Em se tratando de subsunção de fatos à tipologia penal, é da maior relevância perquirir os elementos essenciais que permeam a conduta criminosa. Desse modo, vale observar se os atos que vêm atemorizando o Brasil guardam similitude com os ataques terroristas internacionais. Sabendo-se que o modus operandi em ambos os casos é impor a supremacia de sua vontade mediante o terror, em que medida se afasta e se aproximam estes crimes, uma vez que a atuação do Estado e mesmo de organismos internacionais dependerá desta avaliação.

As questões que se apresentam são inafastáveis: como caracterizar estas condutas no nosso ordenamento jurídico-penal? E respondida esta primeira indagação, qual a reprimenda estatal adequada aos crimes perpetrados?

É sobre este estudo que nos debruçamos e trazemos à baila para discussão.

1. Conceito de Terrorismo

Esta é a grande dificuldade sobre o tema, a definição global do que seja terrorismo. Jay Mallin (1981, p. 5) diz que todos os que escrevem sobre o terrorismo laboram sobre a dificuldade que resulta do fato de que a ninguém foi possível desenvolver uma definição do terrorismo inteiramente satisfatória.

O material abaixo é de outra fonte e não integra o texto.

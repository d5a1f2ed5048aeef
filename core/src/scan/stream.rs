use std::{
  fs::File,
  io::{BufReader, Read, Seek, SeekFrom},
  path::Path,
};

use quick_xml::{
  events::{BytesStart, Event},
  Reader,
};

use crate::{cancel::CancellationToken, scan::Halt, window::LineCountingReader};

const UTF8_BOM: &[u8] = b"\xEF\xBB\xBF";

#[derive(Debug, Clone, PartialEq, Eq)]
pub(crate) struct OpenTag {
  pub name: String,
  pub offset: u64,
  pub line: u64,
}

/// Where an event began: byte offset and 1-based line.
#[derive(Debug, Clone, Copy, PartialEq, Eq)]
pub(crate) struct Position {
  pub offset: u64,
  pub line: u64,
}

pub(crate) enum TagEvent<'a> {
  /// Start tag, already pushed on the nesting stack.
  Open(BytesStart<'a>),
  /// Self-closing tag; the stack is left untouched.
  Empty(BytesStart<'a>),
  /// End tag, already popped.
  Close,
  /// Text, comments, declarations and the like.
  Other,
  Eof,
}

pub(crate) struct Tagged<'a> {
  pub at: Position,
  pub event: TagEvent<'a>,
}

/// An event with attributes dropped, for scans that only follow structure.
#[derive(Debug, Clone, PartialEq, Eq)]
pub(crate) enum Step {
  Open(Position),
  Empty(Position, String),
  Close(Position),
  Other(Position),
  Eof(Position),
}

/// Forward event stream from byte 0 that keeps the nesting stack current.
///
/// A leading byte-order mark is skipped before the parser sees the file;
/// `skip` adds it back so every reported offset is a file offset.
pub(crate) struct TagStream {
  reader: Reader<LineCountingReader<BufReader<File>>>,
  skip: u64,
  buf: Vec<u8>,
  stack: Vec<OpenTag>,
  file_len: u64,
  events: u64,
}

impl TagStream {
  pub(crate) fn open(path: &Path, buffer_bytes: usize) -> Result<Self, Halt> {
    let mut file = File::open(path)?;
    let file_len = file.metadata()?.len();
    let mut head = Vec::with_capacity(UTF8_BOM.len());
    (&mut file).take(UTF8_BOM.len() as u64).read_to_end(&mut head)?;
    let skip = if head == UTF8_BOM { UTF8_BOM.len() as u64 } else { 0 };
    file.seek(SeekFrom::Start(skip))?;

    let inner = LineCountingReader::new(BufReader::with_capacity(buffer_bytes.max(4096), file));
    Ok(Self {
      reader: Reader::from_reader(inner),
      skip,
      buf: Vec::new(),
      stack: Vec::new(),
      file_len,
      events: 0,
    })
  }

  pub(crate) fn file_len(&self) -> u64 {
    self.file_len
  }

  /// Byte just past the last event read (start of the next one).
  pub(crate) fn position(&self) -> u64 {
    self.reader.buffer_position() as u64 + self.skip
  }

  pub(crate) fn events(&self) -> u64 {
    self.events
  }

  pub(crate) fn stack(&self) -> &[OpenTag] {
    &self.stack
  }

  pub(crate) fn depth(&self) -> usize {
    self.stack.len()
  }

  /// Read one event. The token is checked first, so a cancelled scan never
  /// processes another tag.
  pub(crate) fn next(&mut self, token: &CancellationToken) -> Result<Tagged<'_>, Halt> {
    if token.is_cancelled() {
      return Err(Halt::Cancelled);
    }
    let mut at = Position {
      offset: self.position(),
      line: self.reader.get_ref().line(),
    };
    self.buf.clear();
    self.events += 1;
    let event = match self.reader.read_event_into(&mut self.buf)? {
      Event::Start(e) => {
        // `<` + content + `>`, measured back from where the tag ended
        at.offset = tag_start(self.reader.buffer_position() as u64 + self.skip, e.len() + 2, at.offset);
        self.stack.push(OpenTag {
          name: String::from_utf8_lossy(e.name().as_ref()).into_owned(),
          offset: at.offset,
          line: at.line,
        });
        TagEvent::Open(e)
      }
      Event::Empty(e) => {
        at.offset = tag_start(self.reader.buffer_position() as u64 + self.skip, e.len() + 3, at.offset);
        TagEvent::Empty(e)
      }
      Event::End(_) => {
        if self.stack.pop().is_none() {
          return Err(Halt::Malformed(format!("unmatched end tag at byte {}", at.offset)));
        }
        TagEvent::Close
      }
      Event::Eof => TagEvent::Eof,
      _ => TagEvent::Other,
    };
    Ok(Tagged { at, event })
  }

  pub(crate) fn step(&mut self, token: &CancellationToken) -> Result<Step, Halt> {
    let Tagged { at, event } = self.next(token)?;
    Ok(match event {
      TagEvent::Open(_) => Step::Open(at),
      TagEvent::Empty(e) => Step::Empty(at, String::from_utf8_lossy(e.name().as_ref()).into_owned()),
      TagEvent::Close => Step::Close(at),
      TagEvent::Other => Step::Other(at),
      TagEvent::Eof => Step::Eof(at),
    })
  }

  /// Keep reading until the stack is back to `depth`, returning the byte just
  /// past the end tag that got it there.
  pub(crate) fn close_to(&mut self, depth: usize, token: &CancellationToken) -> Result<u64, Halt> {
    while self.stack.len() > depth {
      let eof = matches!(self.next(token)?.event, TagEvent::Eof);
      if eof {
        return Err(Halt::Malformed(format!(
          "end of file with {} element(s) still open",
          self.stack.len()
        )));
      }
    }
    Ok(self.position())
  }

  /// Read events until the next one would start at or after `offset`.
  pub(crate) fn advance_to(&mut self, offset: u64, token: &CancellationToken) -> Result<(), Halt> {
    while self.position() < offset {
      if matches!(self.next(token)?.event, TagEvent::Eof) {
        break;
      }
    }
    Ok(())
  }
}

/// Exact offset of a tag's `<`, given the position just past its `>`.
/// Falls back to the pre-read position if the arithmetic does not fit.
fn tag_start(end: u64, raw_len: usize, before: u64) -> u64 {
  end.checked_sub(raw_len as u64).unwrap_or(before)
}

Alfred P. Rubin (RUBIN apud FRAGOSO, 1981, p. 6), aludindo às mesmas dificuldades, desenvolve a seguinte reflexão:

Uma análise dos atos comumente referidos como terrorismo revela que não existe fator comum para distingui-los do crime comum. A violência, por exemplo, pode não existir se um sistema de telecomunicações é desarranjado por meios eletrônicos ou se bacilos de moléstias contagiosas são enviados pelo correio. O motivo político da OPEP em sua reunião de Viena, em 1975. A criação de terror pode também não existir em fatos isolados, como os assassinatos de Martin Luther King e de Robert Kennedy. As razões pelas quais o rótulo “terrorista” é aplicado num caso, e não no outro, prossegue Rubin, parece terem pouco a ver com a natureza dos atos.

Cuello Calon (CALON apud FRAGOSO, 1981, p. 6) ensina que terrorismo significa criação, mediante a execução repetida de delitos de um estado de alarme e terror na coletividade ou em certos grupos sociais para impor ou fornecer a difusão de determinadas doutrinas sociais e políticas.

Eric David (1974, p. 28 apud FRAGOSO, 1981, p. 8) sustenta que o ato terrorista aparece como um ato de violência cometida com fim político, ideológico ou social. É necessário ainda que seja capaz de infundir terror.

É de se notar em estudo que até a década de 80 uma existência clara de tendência em se caracterizar o terrorismo como visão político social, tendo Fragoso (1981, p. 12), admitido que atentados e extorsões praticadas por organizações criminosas tipo máfias constitui apenas crimes comuns, e só impropriamente poderão ser chamadas de terroristas.

Verifica-se, assim a teoria do terrorismo do crime político adotado pela nossa lei de segurança nacional.

Jay Mallin (1978, p. 100 apud FRAGOSO, 1981, p. 10) afirma que existe o terrorismo criminoso, cometido por fins patrimoniais e comumente mascarado de político. Sobre o pensamento de Mallin, o professor Fragoso em nota de rodapé na obra Terrorismo e Criminalidade Política assinala a concordância desse posicionamento também por Jordan J. Paust, e Dautricourt (J.Y.).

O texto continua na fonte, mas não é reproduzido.